🤖 AI Summary
This paper addresses the feasibility assessment problem for dual-robot collaborative grasping and collective transport in constrained environments. We propose a conditional-embedding-based decision framework that jointly encodes grasp configurations and environmental constraints—such as occupancy maps and object geometry—into a shared latent space, modeling their implicit mapping via a conditional embedding network. To enhance discriminative capability, we introduce a negative sampling–based supervised learning strategy, significantly improving both classification accuracy between feasible and infeasible configurations and cross-scenario generalization. Extensive experiments in simulation and on real robotic platforms demonstrate that the model reliably identifies valid grasps across diverse environments and object geometries, confirming its effectiveness, robustness, and practical deployability.
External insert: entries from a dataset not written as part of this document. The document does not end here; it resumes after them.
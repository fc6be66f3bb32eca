use serde::Deserialize;
use std::collections::{BTreeMap, BTreeSet};

use crate::Result;

/// One or several event IDs backing a boss. Multi-phase fights persist a
/// flag per phase; the boss counts as defeated when any of them is set.
#[derive(Debug, Clone, Deserialize)]
#[serde(untagged)]
pub enum EventIds {
    One(u32),
    Many(Vec<u32>),
}

impl EventIds {
    pub fn iter(&self) -> impl Iterator<Item = u32> + '_ {
        match self {
            EventIds::One(id) => std::slice::from_ref(id).iter().copied(),
            EventIds::Many(ids) => ids.iter().copied(),
        }
    }
}

#[derive(Debug, Clone, Deserialize)]
pub struct BossDef {
    pub name: String,
    pub event_id: EventIds,
}

/// Boss reference data grouped by location, as shipped in the bundled JSON.
#[derive(Debug, Clone, Default)]
pub struct BossCatalog {
    locations: BTreeMap<String, Vec<BossDef>>,
}

impl BossCatalog {
    pub fn from_json(text: &str) -> Result<Self> {
        let locations = serde_json::from_str(text)?;
        Ok(BossCatalog { locations })
    }

    /// The bundled reference catalog. Its validity is covered by tests, so
    /// a parse failure here is a build defect rather than a runtime state.
    pub fn builtin() -> Self {
        Self::from_json(include_str!("../data/boss_ids_reference.json"))
            .expect("bundled boss reference data is valid")
    }

    pub fn locations(&self) -> impl Iterator<Item = (&str, &[BossDef])> {
        self.locations
            .iter()
            .map(|(name, bosses)| (name.as_str(), bosses.as_slice()))
    }

    pub fn boss_count(&self) -> usize {
        self.locations.values().map(Vec::len).sum()
    }

    /// Deduplicated, sorted set of every event ID to monitor.
    pub fn all_event_ids(&self) -> Vec<u32> {
        let mut ids = BTreeSet::new();
        for bosses in self.locations.values() {
            for boss in bosses {
                ids.extend(boss.event_id.iter());
            }
        }
        ids.into_iter().collect()
    }

    /// Boss name for an event ID, across all locations.
    pub fn name_by_id(&self, event_id: u32) -> Option<&str> {
        self.locations
            .values()
            .flatten()
            .find(|boss| boss.event_id.iter().any(|id| id == event_id))
            .map(|boss| boss.name.as_str())
    }

    /// `(defeated, total)` boss counts for a flag map; a boss is defeated
    /// when any of its event IDs reads true.
    pub fn defeated_counts(&self, statuses: &BTreeMap<String, bool>) -> (usize, usize) {
        let mut defeated = 0;
        let mut total = 0;
        for bosses in self.locations.values() {
            for boss in bosses {
                total += 1;
                let is_defeated = boss
                    .event_id
                    .iter()
                    .any(|id| statuses.get(&id.to_string()).copied().unwrap_or(false));
                if is_defeated {
                    defeated += 1;
                }
            }
        }
        (defeated, total)
    }
}

#[cfg(test)]
mod tests {
    use super::*;

    const SAMPLE: &str = r#"{
        "Limgrave": [
            { "name": "Margit, the Fell Omen", "event_id": 10000850 },
            { "name": "Godrick the Grafted", "event_id": 10000800 }
        ],
        "Leyndell, Royal Capital": [
            { "name": "Godfrey, First Elden Lord", "event_id": 11000850 },
            { "name": "Morgott, the Omen King", "event_id": [11000800, 11000801] }
        ]
    }"#;

    #[test]
    fn builtin_catalog_parses() {
        let catalog = BossCatalog::builtin();
        assert!(catalog.boss_count() > 0);
        assert!(!catalog.all_event_ids().is_empty());
    }

    #[test]
    fn collects_deduplicated_event_ids() {
        let catalog = BossCatalog::from_json(SAMPLE).unwrap();
        let ids = catalog.all_event_ids();
        assert_eq!(ids, vec![10000800, 10000850, 11000800, 11000801, 11000850]);
    }

    #[test]
    fn resolves_names_including_multi_id_bosses() {
        let catalog = BossCatalog::from_json(SAMPLE).unwrap();
        assert_eq!(catalog.name_by_id(10000850), Some("Margit, the Fell Omen"));
        assert_eq!(
            catalog.name_by_id(11000801),
            Some("Morgott, the Omen King")
        );
        assert_eq!(catalog.name_by_id(42), None);
    }

    #[test]
    fn any_true_id_marks_a_boss_defeated() {
        let catalog = BossCatalog::from_json(SAMPLE).unwrap();
        let statuses = BTreeMap::from([
            ("10000850".to_string(), true),
            ("11000801".to_string(), true),
            ("11000800".to_string(), false),
        ]);
        assert_eq!(catalog.defeated_counts(&statuses), (2, 4));
    }
}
The core contribution lies in the first systematic application of conditional embedding to feasibility reasoning for multi-robot collaborative manipulation.
📝 Abstract
We propose a novel framework for decision-making in cooperative grasping for two-robot object transport in constrained environments. The core of the framework is a Conditional Embedding (CE) model consisting of two neural networks that map grasp configuration information into an embedding space. The resulting embedding vectors are then used to identify feasible grasp configurations that allow two robots to collaboratively transport an object. To ensure generalizability across diverse environments and object geometries, the neural networks are trained on a dataset comprising a range of environment maps and object shapes. We employ a supervised learning approach with negative sampling to ensure that the learned embeddings effectively distinguish between feasible and infeasible grasp configurations. Evaluation results across a wide range of environments and objects in simulations demonstrate the model's ability to reliably identify feasible grasp configurations. We further validate the framework through experiments on a physical robotic platform, confirming its practical applicability.